+++ Provided entries +++

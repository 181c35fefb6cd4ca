use crate::{
    ast::{
        ast::{Expr, ExprKind},
        expressions::{
            BinaryOperator, CallExpr, Literal, MemberExpr, PrefixOperator, SubscriptExpr,
            SymbolExpr,
        },
    },
    errors::errors::{Error, ErrorImpl},
    lexer::tokens::TokenKind,
};

use super::{lookups::BindingPower, parser::Parser};

pub fn parse_expr(parser: &mut Parser, bp: BindingPower) -> Result<Expr, Error> {
    // First parse NUD
    let token_kind = parser.current_token_kind();
    let nud = match parser.get_nud_lookup().get(&token_kind).copied() {
        Some(nud) => nud,
        None => {
            return Err(Error::new(
                ErrorImpl::UnexpectedToken {
                    token: parser.current_token().value.clone(),
                },
                parser.get_position(),
            ))
        }
    };

    let mut left = nud(parser)?;

    // While LED and current BP is less than BP of current token, continue parsing lhs
    while let Some(next_bp) = parser
        .get_bp_lookup()
        .get(&parser.current_token_kind())
        .copied()
    {
        if next_bp <= bp {
            break;
        }

        let led = match parser.get_led_lookup().get(&parser.current_token_kind()).copied() {
            Some(led) => led,
            None => break,
        };

        left = led(parser, left, next_bp)?;
    }

    Ok(left)
}

/// Comma separated expressions up to (not including) `closing`. A trailing
/// comma is accepted.
pub fn parse_expr_list(parser: &mut Parser, closing: TokenKind) -> Result<Vec<Expr>, Error> {
    let mut items = vec![];

    while parser.current_token_kind() != closing {
        items.push(parse_expr(parser, BindingPower::Default)?);

        if parser.current_token_kind() == TokenKind::Comma {
            parser.advance();
        } else if parser.current_token_kind() != closing {
            return Err(parser.unexpected(&format!("expected `,` or closing `{}`", closing)));
        }
    }

    Ok(items)
}

pub fn parse_primary_expr(parser: &mut Parser) -> Result<Expr, Error> {
    let position = parser.get_position();
    let token = parser.advance().clone();

    let literal = match token.kind {
        TokenKind::Number => match token.value.parse::<i64>() {
            Ok(value) => Literal::Integer(value),
            Err(_) => {
                return Err(Error::new(
                    ErrorImpl::NumberParseError { token: token.value },
                    position,
                ))
            }
        },
        TokenKind::LongNumber => Literal::Long(token.value),
        TokenKind::String => Literal::String(token.value),
        TokenKind::True => Literal::Boolean(true),
        TokenKind::False => Literal::Boolean(false),
        TokenKind::Null => Literal::Null,
        TokenKind::Identifier => return Ok(Expr::symbol(&token.value)),
        _ => {
            return Err(Error::new(
                ErrorImpl::UnexpectedToken { token: token.value },
                position,
            ))
        }
    };

    Ok(Expr::new(ExprKind::Literal(literal)))
}

pub fn parse_binary_expr(parser: &mut Parser, left: Expr, bp: BindingPower) -> Result<Expr, Error> {
    let position = parser.get_position();
    let operator_token = parser.advance().clone();

    let operator = BinaryOperator::from_token(operator_token.kind).ok_or_else(|| {
        Error::new(
            ErrorImpl::UnexpectedToken {
                token: operator_token.value.clone(),
            },
            position,
        )
    })?;

    let right = parse_expr(parser, bp)?;

    Ok(Expr::binary(left, operator, right))
}

/// `^` associates to the right.
pub fn parse_power_expr(parser: &mut Parser, left: Expr, _bp: BindingPower) -> Result<Expr, Error> {
    parser.expect(TokenKind::Caret)?;
    let right = parse_expr(parser, BindingPower::Multiplicative)?;

    Ok(Expr::binary(left, BinaryOperator::Power, right))
}

pub fn parse_prefix_expr(parser: &mut Parser) -> Result<Expr, Error> {
    let position = parser.get_position();
    let operator_token = parser.advance().clone();

    let operator = PrefixOperator::from_token(operator_token.kind).ok_or_else(|| {
        Error::new(
            ErrorImpl::UnexpectedToken {
                token: operator_token.value.clone(),
            },
            position,
        )
    })?;

    let operand = parse_expr(parser, BindingPower::Unary)?;

    Ok(Expr::prefix(operator, operand))
}

pub fn parse_await_expr(parser: &mut Parser) -> Result<Expr, Error> {
    parser.expect(TokenKind::Await)?;
    let position = parser.get_position();
    let mut operand = parse_expr(parser, BindingPower::Unary)?;

    match &mut operand.kind {
        ExprKind::Call(call) => {
            call.awaited = true;
            Ok(operand)
        }
        _ => Err(Error::new(
            ErrorImpl::UnexpectedTokenDetailed {
                token: String::from("await"),
                message: String::from("`await` must be applied to a call"),
            },
            position,
        )),
    }
}

/// `( e )` groups, `( e, ... )` and `()` build tuples.
pub fn parse_grouping_expr(parser: &mut Parser) -> Result<Expr, Error> {
    parser.expect(TokenKind::OpenParen)?;

    if parser.current_token_kind() == TokenKind::CloseParen {
        parser.advance();
        return Ok(Expr::new(ExprKind::Tuple(vec![])));
    }

    let first = parse_expr(parser, BindingPower::Default)?;

    if parser.current_token_kind() != TokenKind::Comma {
        parser.expect(TokenKind::CloseParen)?;
        return Ok(first);
    }

    parser.advance();
    let mut members = vec![first];
    members.extend(parse_expr_list(parser, TokenKind::CloseParen)?);
    parser.expect(TokenKind::CloseParen)?;

    Ok(Expr::new(ExprKind::Tuple(members)))
}

pub fn parse_array_expr(parser: &mut Parser) -> Result<Expr, Error> {
    parser.expect(TokenKind::OpenBracket)?;
    let elements = parse_expr_list(parser, TokenKind::CloseBracket)?;
    parser.expect(TokenKind::CloseBracket)?;

    Ok(Expr::new(ExprKind::Array(elements)))
}

/// `{}` is an empty dict; `{k: v, ...}` a dict; `{e, ...}` a set.
pub fn parse_curly_expr(parser: &mut Parser) -> Result<Expr, Error> {
    parser.expect(TokenKind::OpenCurly)?;

    if parser.current_token_kind() == TokenKind::CloseCurly {
        parser.advance();
        return Ok(Expr::new(ExprKind::Dict(vec![])));
    }

    let first = parse_expr(parser, BindingPower::Default)?;

    if parser.current_token_kind() != TokenKind::Colon {
        let mut elements = vec![first];
        if parser.current_token_kind() == TokenKind::Comma {
            parser.advance();
            elements.extend(parse_expr_list(parser, TokenKind::CloseCurly)?);
        }
        parser.expect(TokenKind::CloseCurly)?;
        return Ok(Expr::new(ExprKind::Set(elements)));
    }

    parser.expect(TokenKind::Colon)?;
    let mut entries = vec![(first, parse_expr(parser, BindingPower::Default)?)];

    while parser.current_token_kind() == TokenKind::Comma {
        parser.advance();
        if parser.current_token_kind() == TokenKind::CloseCurly {
            break;
        }

        let key = parse_expr(parser, BindingPower::Default)?;
        parser.expect(TokenKind::Colon)?;
        let value = parse_expr(parser, BindingPower::Default)?;
        entries.push((key, value));
    }

    parser.expect(TokenKind::CloseCurly)?;

    Ok(Expr::new(ExprKind::Dict(entries)))
}

pub fn parse_call_expr(parser: &mut Parser, left: Expr, _bp: BindingPower) -> Result<Expr, Error> {
    parser.expect(TokenKind::OpenParen)?;
    let arguments = parse_expr_list(parser, TokenKind::CloseParen)?;
    parser.expect(TokenKind::CloseParen)?;

    Ok(Expr::new(ExprKind::Call(CallExpr::new(left, arguments))))
}

pub fn parse_subscript_expr(parser: &mut Parser, left: Expr, _bp: BindingPower) -> Result<Expr, Error> {
    parser.expect(TokenKind::OpenBracket)?;
    let index = parse_expr(parser, BindingPower::Default)?;
    parser.expect(TokenKind::CloseBracket)?;

    Ok(Expr::new(ExprKind::Subscript(SubscriptExpr {
        base: Box::new(left),
        index: Box::new(index),
    })))
}

pub fn parse_member_expr(parser: &mut Parser, left: Expr, _bp: BindingPower) -> Result<Expr, Error> {
    parser.expect(TokenKind::Dot)?;

    let error = parser.unexpected("expected member name after `.`");
    let member = parser.expect_error(TokenKind::Identifier, Some(error))?;

    Ok(Expr::new(ExprKind::Member(MemberExpr {
        object: Box::new(left),
        member: SymbolExpr::new(&member.value),
    })))
}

+++

Aim of the task:
Print the lines above from the one with "continue parsing lhs" through the one with "pub fn parse_expr_list(parser: &mut", both included, exactly as written and nothing more.

Output of the exercise:
    // While LED and current BP is less than BP of current token, continue parsing lhs
    while let Some(next_bp) = parser
        .get_bp_lookup()
        .get(&parser.current_token_kind())
        .copied()
    {
        if next_bp <= bp {
            break;
        }

        let led = match parser.get_led_lookup().get(&parser.current_token_kind()).copied() {
            Some(led) => led,
            None => break,
        };

        left = led(parser, left, next_bp)?;
    }

    Ok(left)
}

/// Comma separated expressions up to (not including) `closing`. A trailing
/// comma is accepted.
pub fn parse_expr_list(parser: &mut Parser, closing: TokenKind) -> Result<Vec<Expr>, Error> {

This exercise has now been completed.